WHAT IS BEING ASKED: Starting at the line that holds "#[allow(unused_extern_crates)]", transcribe every line to the end of the data exactly; include no other lines.

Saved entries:

▼

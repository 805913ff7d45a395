//! MongoDB query executor for docmodel.
//!
//! This crate provides a MongoDB-based implementation of the
//! [`QueryExecutor`](docmodel_core::executor::QueryExecutor) trait. Compiled
//! filters, projections, sorts and updates are already in MongoDB syntax, so
//! the executor hands them to the driver as they are.
//!
//! To use this executor, include the `mongodb` feature in your `Cargo.toml`:
//!
//! ```toml
//! [dependencies]
//! docmodel = { version = "x.y.z", features = ["mongodb"] }
//! ```
//!
//! # Errors
//!
//! - Write errors reported by the server (duplicate keys included) are
//!   returned in the write acknowledgement
//! - Network, server selection and authentication failures map to
//!   [`OdmError::Connection`](docmodel_core::error::OdmError::Connection)
//! - Everything else maps to an operation error naming the collection
//!
//! # Example
//!
//! ```ignore
//! use docmodel::{context::Context, executor::ExecutorBuilder, mongodb::MongoExecutor};
//!
//! #[tokio::main]
//! async fn main() -> Result<(), Box<dyn std::error::Error>> {
//!     let executor = MongoExecutor::builder("mongodb://localhost:27017", "my_database")
//!         .build()
//!         .await?;
//!     let ctx = Context::new(executor, registry);
//!
//!     Ok(())
//! }
//! ```

#[allow(unused_extern_crates)]
extern crate self as docmodel_mongodb;

pub mod executor;
mod query;

pub use executor::{MongoExecutor, MongoExecutorBuilder};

▲

REPLY:
#[allow(unused_extern_crates)]
extern crate self as docmodel_mongodb;

pub mod executor;
mod query;

pub use executor::{MongoExecutor, MongoExecutorBuilder};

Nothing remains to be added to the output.